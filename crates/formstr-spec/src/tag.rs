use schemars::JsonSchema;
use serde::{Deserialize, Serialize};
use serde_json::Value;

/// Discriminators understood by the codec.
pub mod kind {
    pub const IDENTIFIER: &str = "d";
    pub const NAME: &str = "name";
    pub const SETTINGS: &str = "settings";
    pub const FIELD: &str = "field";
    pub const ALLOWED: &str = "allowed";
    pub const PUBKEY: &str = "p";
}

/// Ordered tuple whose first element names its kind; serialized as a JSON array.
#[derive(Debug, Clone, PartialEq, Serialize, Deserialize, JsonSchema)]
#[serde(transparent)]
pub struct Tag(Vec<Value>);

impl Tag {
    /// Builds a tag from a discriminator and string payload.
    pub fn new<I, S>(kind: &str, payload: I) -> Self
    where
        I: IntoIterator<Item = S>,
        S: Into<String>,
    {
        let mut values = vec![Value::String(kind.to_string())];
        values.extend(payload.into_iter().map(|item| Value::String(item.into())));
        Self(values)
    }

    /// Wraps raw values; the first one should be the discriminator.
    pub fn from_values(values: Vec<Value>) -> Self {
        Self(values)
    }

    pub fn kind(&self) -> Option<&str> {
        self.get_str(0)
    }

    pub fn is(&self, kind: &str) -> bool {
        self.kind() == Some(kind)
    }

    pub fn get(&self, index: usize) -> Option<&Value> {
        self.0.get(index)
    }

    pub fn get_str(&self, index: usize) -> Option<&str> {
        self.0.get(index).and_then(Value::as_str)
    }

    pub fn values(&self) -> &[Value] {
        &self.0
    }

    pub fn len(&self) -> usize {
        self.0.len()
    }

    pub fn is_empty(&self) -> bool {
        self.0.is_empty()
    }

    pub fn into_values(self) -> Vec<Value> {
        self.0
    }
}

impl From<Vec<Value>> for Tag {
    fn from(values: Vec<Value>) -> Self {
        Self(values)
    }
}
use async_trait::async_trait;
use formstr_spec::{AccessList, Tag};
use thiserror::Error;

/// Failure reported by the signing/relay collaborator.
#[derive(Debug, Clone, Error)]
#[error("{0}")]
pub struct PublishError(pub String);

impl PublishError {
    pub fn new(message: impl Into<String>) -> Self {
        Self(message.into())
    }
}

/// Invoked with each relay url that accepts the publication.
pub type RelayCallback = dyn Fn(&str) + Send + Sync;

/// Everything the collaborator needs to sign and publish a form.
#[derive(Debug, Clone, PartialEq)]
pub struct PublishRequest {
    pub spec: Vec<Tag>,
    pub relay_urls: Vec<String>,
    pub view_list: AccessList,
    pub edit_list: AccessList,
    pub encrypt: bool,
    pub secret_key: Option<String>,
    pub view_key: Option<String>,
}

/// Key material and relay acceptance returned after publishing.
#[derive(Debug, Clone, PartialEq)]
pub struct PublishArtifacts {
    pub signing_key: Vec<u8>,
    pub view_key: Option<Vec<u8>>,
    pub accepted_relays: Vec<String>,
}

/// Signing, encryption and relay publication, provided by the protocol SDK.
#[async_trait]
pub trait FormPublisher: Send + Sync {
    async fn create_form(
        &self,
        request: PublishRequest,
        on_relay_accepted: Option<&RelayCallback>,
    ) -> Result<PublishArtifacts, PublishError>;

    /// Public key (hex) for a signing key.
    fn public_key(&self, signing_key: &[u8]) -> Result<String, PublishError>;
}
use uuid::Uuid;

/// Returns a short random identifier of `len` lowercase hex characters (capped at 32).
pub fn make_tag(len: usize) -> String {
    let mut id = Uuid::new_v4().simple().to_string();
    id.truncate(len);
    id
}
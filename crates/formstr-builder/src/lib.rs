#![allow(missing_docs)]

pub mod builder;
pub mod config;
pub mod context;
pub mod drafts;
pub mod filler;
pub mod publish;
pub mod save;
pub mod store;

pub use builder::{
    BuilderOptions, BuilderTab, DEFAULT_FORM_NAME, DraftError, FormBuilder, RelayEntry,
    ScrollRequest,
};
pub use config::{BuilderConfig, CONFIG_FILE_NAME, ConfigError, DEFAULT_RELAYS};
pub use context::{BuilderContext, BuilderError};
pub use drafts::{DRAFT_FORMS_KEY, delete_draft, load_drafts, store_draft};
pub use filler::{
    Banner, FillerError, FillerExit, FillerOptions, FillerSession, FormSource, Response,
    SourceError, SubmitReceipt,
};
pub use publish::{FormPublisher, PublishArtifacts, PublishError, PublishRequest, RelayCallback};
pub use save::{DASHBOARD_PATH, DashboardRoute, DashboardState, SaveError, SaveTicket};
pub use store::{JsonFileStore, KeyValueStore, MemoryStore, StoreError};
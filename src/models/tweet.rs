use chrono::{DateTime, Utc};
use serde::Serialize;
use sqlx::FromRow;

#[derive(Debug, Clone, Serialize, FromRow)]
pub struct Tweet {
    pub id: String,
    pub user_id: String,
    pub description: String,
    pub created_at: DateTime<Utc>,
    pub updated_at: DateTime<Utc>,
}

───

- [What you need to do]: Your task is an exact transcription of every line above.

- [Result for this task]:
filename crates/formstr-spec/src/tag.rs
use schemars::JsonSchema;
use serde::{Deserialize, Serialize};
use serde_json::Value;

/// Discriminators understood by the codec.
pub mod kind {
    pub const IDENTIFIER: &str = "d";
    pub const NAME: &str = "name";
    pub const SETTINGS: &str = "settings";
    pub const FIELD: &str = "field";
    pub const ALLOWED: &str = "allowed";
    pub const PUBKEY: &str = "p";
}

/// Ordered tuple whose first element names its kind; serialized as a JSON array.
#[derive(Debug, Clone, PartialEq, Serialize, Deserialize, JsonSchema)]
#[serde(transparent)]
pub struct Tag(Vec<Value>);

impl Tag {
    /// Builds a tag from a discriminator and string payload.
    pub fn new<I, S>(kind: &str, payload: I) -> Self
    where
        I: IntoIterator<Item = S>,
        S: Into<String>,
    {
        let mut values = vec![Value::String(kind.to_string())];
        values.extend(payload.into_iter().map(|item| Value::String(item.into())));
        Self(values)
    }

    /// Wraps raw values; the first one should be the discriminator.
    pub fn from_values(values: Vec<Value>) -> Self {
        Self(values)
    }

    pub fn kind(&self) -> Option<&str> {
        self.get_str(0)
    }

    pub fn is(&self, kind: &str) -> bool {
        self.kind() == Some(kind)
    }

    pub fn get(&self, index: usize) -> Option<&Value> {
        self.0.get(index)
    }

    pub fn get_str(&self, index: usize) -> Option<&str> {
        self.0.get(index).and_then(Value::as_str)
    }

    pub fn values(&self) -> &[Value] {
        &self.0
    }

    pub fn len(&self) -> usize {
        self.0.len()
    }

    pub fn is_empty(&self) -> bool {
        self.0.is_empty()
    }

    pub fn into_values(self) -> Vec<Value> {
        self.0
    }
}

impl From<Vec<Value>> for Tag {
    fn from(values: Vec<Value>) -> Self {
        Self(values)
    }
}
use async_trait::async_trait;
use formstr_spec::{AccessList, Tag};
use thiserror::Error;

/// Failure reported by the signing/relay collaborator.
#[derive(Debug, Clone, Error)]
#[error("{0}")]
pub struct PublishError(pub String);

impl PublishError {
    pub fn new(message: impl Into<String>) -> Self {
        Self(message.into())
    }
}

/// Invoked with each relay url that accepts the publication.
pub type RelayCallback = dyn Fn(&str) + Send + Sync;

/// Everything the collaborator needs to sign and publish a form.
#[derive(Debug, Clone, PartialEq)]
pub struct PublishRequest {
    pub spec: Vec<Tag>,
    pub relay_urls: Vec<String>,
    pub view_list: AccessList,
    pub edit_list: AccessList,
    pub encrypt: bool,
    pub secret_key: Option<String>,
    pub view_key: Option<String>,
}

/// Key material and relay acceptance returned after publishing.
#[derive(Debug, Clone, PartialEq)]
pub struct PublishArtifacts {
    pub signing_key: Vec<u8>,
    pub view_key: Option<Vec<u8>>,
    pub accepted_relays: Vec<String>,
}

/// Signing, encryption and relay publication, provided by the protocol SDK.
#[async_trait]
pub trait FormPublisher: Send + Sync {
    async fn create_form(
        &self,
        request: PublishRequest,
        on_relay_accepted: Option<&RelayCallback>,
    ) -> Result<PublishArtifacts, PublishError>;

    /// Public key (hex) for a signing key.
    fn public_key(&self, signing_key: &[u8]) -> Result<String, PublishError>;
}
use uuid::Uuid;

/// Returns a short random identifier of `len` lowercase hex characters (capped at 32).
pub fn make_tag(len: usize) -> String {
    let mut id = Uuid::new_v4().simple().to_string();
    id.truncate(len);
    id
}
filename crates/formstr-builder/src/lib.rs
#![allow(missing_docs)]

pub mod builder;
pub mod config;
pub mod context;
pub mod drafts;
pub mod filler;
pub mod publish;
pub mod save;
pub mod store;

pub use builder::{
    BuilderOptions, BuilderTab, DEFAULT_FORM_NAME, DraftError, FormBuilder, RelayEntry,
    ScrollRequest,
};
pub use config::{BuilderConfig, CONFIG_FILE_NAME, ConfigError, DEFAULT_RELAYS};
pub use context::{BuilderContext, BuilderError};
pub use drafts::{DRAFT_FORMS_KEY, delete_draft, load_drafts, store_draft};
pub use filler::{
    Banner, FillerError, FillerExit, FillerOptions, FillerSession, FormSource, Response,
    SourceError, SubmitReceipt,
};
pub use publish::{FormPublisher, PublishArtifacts, PublishError, PublishRequest, RelayCallback};
pub use save::{DASHBOARD_PATH, DashboardRoute, DashboardState, SaveError, SaveTicket};
pub use store::{JsonFileStore, KeyValueStore, MemoryStore, StoreError};
filename src/models/tweet.rs
use chrono::{DateTime, Utc};
use serde::Serialize;
use sqlx::FromRow;

#[derive(Debug, Clone, Serialize, FromRow)]
pub struct Tweet {
    pub id: String,
    pub user_id: String,
    pub description: String,
    pub created_at: DateTime<Utc>,
    pub updated_at: DateTime<Utc>,
}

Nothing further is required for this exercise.